Whether the PRC believes time is on its side is a critical question. Moscow's faith in the long-term victory of communism helped ease urgency for aggression during the Cold War. @AndrewSErickson usefully raises that issue ... but could use more data
foreignpolicy.com/2021/10/18/chi…
Soon, he writes, PRC "leaders are likely to conclude that its deteriorating demographic profile, structural economic problems, and ... estrangement from global innovation centers are eroding its leverage to annex Taiwan and achieve other major strategic objectives"
*Are likely to*? We know this how--because our "objective" assessment shows that China confronts peak power? There's just no evidence here that Xi or others actually believe that China will begin declining soon. There's abundant evidence to the contrary, in fact ...
This study by my RAND colleagues is one of many that demonstrates how PRC officials + others see the US as declining and China as destined to surpass it. That overconfidence, rather than fear of peak China, seems the consensus view of PRC thinking
rand.org/pubs/research_…
Erickson adds: "the baseline assumption should be that Xi’s crown sits heavy and the insecurity induced is thereby intense enough to drive high-stake, high-consequence posturing and action." That's only true if Xi believes in "peak China." The essay gives no evidence for this
The essay then moves to its core recommendation: A crash program of deterrence. "U.S. planners should immediately mobilize resources and effort as well as accept greater risks to deter Chinese action over the critical next decade"

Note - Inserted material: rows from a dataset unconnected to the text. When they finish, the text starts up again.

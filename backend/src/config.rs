//! Service configuration file support.
//!
//! Configuration is read from a TOML file with three tables:
//!
//! ```toml
//! [repository]
//! type = "file"
//! data_dir = "data"
//! classes = ["401", "403", "404"]
//!
//! [server]
//! host = "0.0.0.0"
//! port = 8080
//! static_dir = "."
//! serialize_edits = false
//!
//! [calendar]
//! year = 2026
//! semester_start = "02/09"
//! ```
//!
//! Every field has a default, so an absent file yields a working setup.
//! `HOST`, `PORT`, `DATA_DIR`, `STATIC_DIR` and `REPOSITORY_TYPE` override the
//! file.

use serde::{Deserialize, Serialize};
use std::fs;
use std::path::{Path, PathBuf};
use std::str::FromStr;

use crate::db::factory::RepositoryType;
use crate::db::repository::RepositoryError;
use crate::models::{CalendarSettings, ClassId};

/// File name searched for by [`ServiceConfig::from_default_location`].
pub const CONFIG_FILE_NAME: &str = "course-schedule.toml";

/// Full service configuration.
#[derive(Debug, Clone, Default, Serialize, Deserialize)]
pub struct ServiceConfig {
    #[serde(default)]
    pub repository: RepositorySettings,
    #[serde(default)]
    pub server: ServerSettings,
    #[serde(default)]
    pub calendar: CalendarSettings,
}

/// Repository settings.
#[derive(Debug, Clone, Serialize, Deserialize)]
pub struct RepositorySettings {
    #[serde(rename = "type", default = "default_repo_type")]
    pub repo_type: String,
    #[serde(default = "default_data_dir")]
    pub data_dir: PathBuf,
    /// Class registry in display order. Empty means every stored document.
    #[serde(default)]
    pub classes: Vec<String>,
}

/// HTTP server settings.
#[derive(Debug, Clone, Serialize, Deserialize)]
pub struct ServerSettings {
    #[serde(default = "default_host")]
    pub host: String,
    #[serde(default = "default_port")]
    pub port: u16,
    /// Directory served for every path the API does not handle.
    #[serde(default)]
    pub static_dir: Option<PathBuf>,
    /// Serialize load-edit-save sequences per class.
    #[serde(default)]
    pub serialize_edits: bool,
}

fn default_repo_type() -> String {
    "file".to_string()
}

fn default_data_dir() -> PathBuf {
    PathBuf::from("data")
}

fn default_host() -> String {
    "0.0.0.0".to_string()
}

fn default_port() -> u16 {
    8080
}

impl Default for RepositorySettings {
    fn default() -> Self {
        Self {
            repo_type: default_repo_type(),
            data_dir: default_data_dir(),
            classes: Vec::new(),
        }
    }
}

impl Default for ServerSettings {
    fn default() -> Self {
        Self {
            host: default_host(),
            port: default_port(),
            static_dir: None,
            serialize_edits: false,
        }
    }
}

impl ServiceConfig {
    /// Load configuration from a TOML file.
    ///
    /// # Arguments
    /// * `path` - Path to the configuration file
    ///
    /// # Returns
    /// * `Ok(ServiceConfig)` if successful
    /// * `Err(RepositoryError)` if file cannot be read or parsed
    pub fn from_file<P: AsRef<Path>>(path: P) -> Result<Self, RepositoryError> {
        let content = fs::read_to_string(path.as_ref()).map_err(|e| {
            RepositoryError::configuration(format!("Failed to read config file: {}", e))
        })?;
        Self::from_toml_str(&content)
    }

    /// Parse configuration from TOML text.
    pub fn from_toml_str(content: &str) -> Result<Self, RepositoryError> {
        toml::from_str(content).map_err(|e| {
            RepositoryError::configuration(format!("Failed to parse config file: {}", e))
        })
    }

    /// Find the configuration file in the standard locations:
    /// 1. Current directory
    /// 2. `backend/` directory
    /// 3. Parent directory
    pub fn find_default_location() -> Option<PathBuf> {
        [
            PathBuf::from(CONFIG_FILE_NAME),
            PathBuf::from("backend").join(CONFIG_FILE_NAME),
            PathBuf::from("..").join(CONFIG_FILE_NAME),
        ]
        .into_iter()
        .find(|path| path.exists())
    }

    /// Load configuration from the default location.
    pub fn from_default_location() -> Result<Self, RepositoryError> {
        let path = Self::find_default_location().ok_or_else(|| {
            RepositoryError::configuration(format!(
                "No {} found in standard locations",
                CONFIG_FILE_NAME
            ))
        })?;
        Self::from_file(path)
    }

    /// Load from `path` if given, otherwise from the default location, falling
    /// back to built-in defaults when no file exists. Environment overrides are
    /// applied last.
    pub fn load(path: Option<&Path>) -> Result<Self, RepositoryError> {
        let path = path.map(Path::to_path_buf).or_else(Self::find_default_location);
        let mut config = match path {
            Some(path) => Self::from_file(path)?,
            None => {
                log::info!("No {} found; using defaults", CONFIG_FILE_NAME);
                Self::default()
            }
        };
        config.apply_env_overrides()?;
        config.validate()?;
        Ok(config)
    }

    /// Apply `HOST`, `PORT`, `DATA_DIR`, `STATIC_DIR` and `REPOSITORY_TYPE`.
    pub fn apply_env_overrides(&mut self) -> Result<(), RepositoryError> {
        self.apply_overrides(|key| std::env::var(key).ok())
    }

    /// Apply overrides from an arbitrary key lookup.
    pub fn apply_overrides<F>(&mut self, lookup: F) -> Result<(), RepositoryError>
    where
        F: Fn(&str) -> Option<String>,
    {
        if let Some(host) = lookup("HOST") {
            self.server.host = host;
        }
        if let Some(port) = lookup("PORT") {
            self.server.port = port.parse().map_err(|_| {
                RepositoryError::configuration(format!("PORT must be a valid port number, got '{}'", port))
            })?;
        }
        if let Some(dir) = lookup("DATA_DIR") {
            self.repository.data_dir = PathBuf::from(dir);
        }
        if let Some(dir) = lookup("STATIC_DIR") {
            self.server.static_dir = Some(PathBuf::from(dir));
        }
        if let Some(repo_type) = lookup("REPOSITORY_TYPE") {
            self.repository.repo_type = repo_type;
        }
        Ok(())
    }

    /// Check the repository type and the calendar dates.
    pub fn validate(&self) -> Result<(), RepositoryError> {
        self.repository_type()
            .map_err(|e| RepositoryError::configuration(format!("Invalid repository type: {}", e)))?;
        self.calendar
            .resolve()
            .map_err(|e| RepositoryError::configuration(format!("Invalid calendar: {}", e)))?;
        Ok(())
    }

    /// Get the repository type from configuration.
    pub fn repository_type(&self) -> Result<RepositoryType, String> {
        RepositoryType::from_str(&self.repository.repo_type)
    }

    /// Configured class registry.
    pub fn classes(&self) -> Vec<ClassId> {
        self.repository.classes.iter().map(ClassId::new).collect()
    }

    /// `host:port` string to bind.
    pub fn bind_address(&self) -> String {
        format!("{}:{}", self.server.host, self.server.port)
    }
}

But if we are wrong about Xi's belief, that agenda is tailor-made to provoke the outcome it is meant to forestall. Example: A US statement that it is doing a crash program to win a Taiwan contingency would put Beijing in just the sort of use-of-lose scenario he fears
In other words: If "peak China" is an accurate description of PRC perceptions, undertaking a crash program would *exacerbate* it, making them believe they need to act more or less immediately. Whether deterrence works then = hugely chancy
Then, too, if the PRC *does* move in the next decade, it will strike before it hits peak military power, forfeiting the benefit of 20 more years of military spending. It'll generate intense balancing. Not sure how that solves its problems; the cost would add hugely to debt for eg
Finally: We'd see the proposed US crash program as defensive; the PRC would not. They'd likely interpret it as the dissolute, evil hegemon gearing up to smash the emerging challenger. The result would be a highly unstable balance + big risk of preemption
(One thing we *can* do that serves both goals: An urgent effort to make US military systems, C2, space etc resilient against cyber attack. That = defensive but strikes directly at key PRC operational concept and helps deny them an easy win under any scenario)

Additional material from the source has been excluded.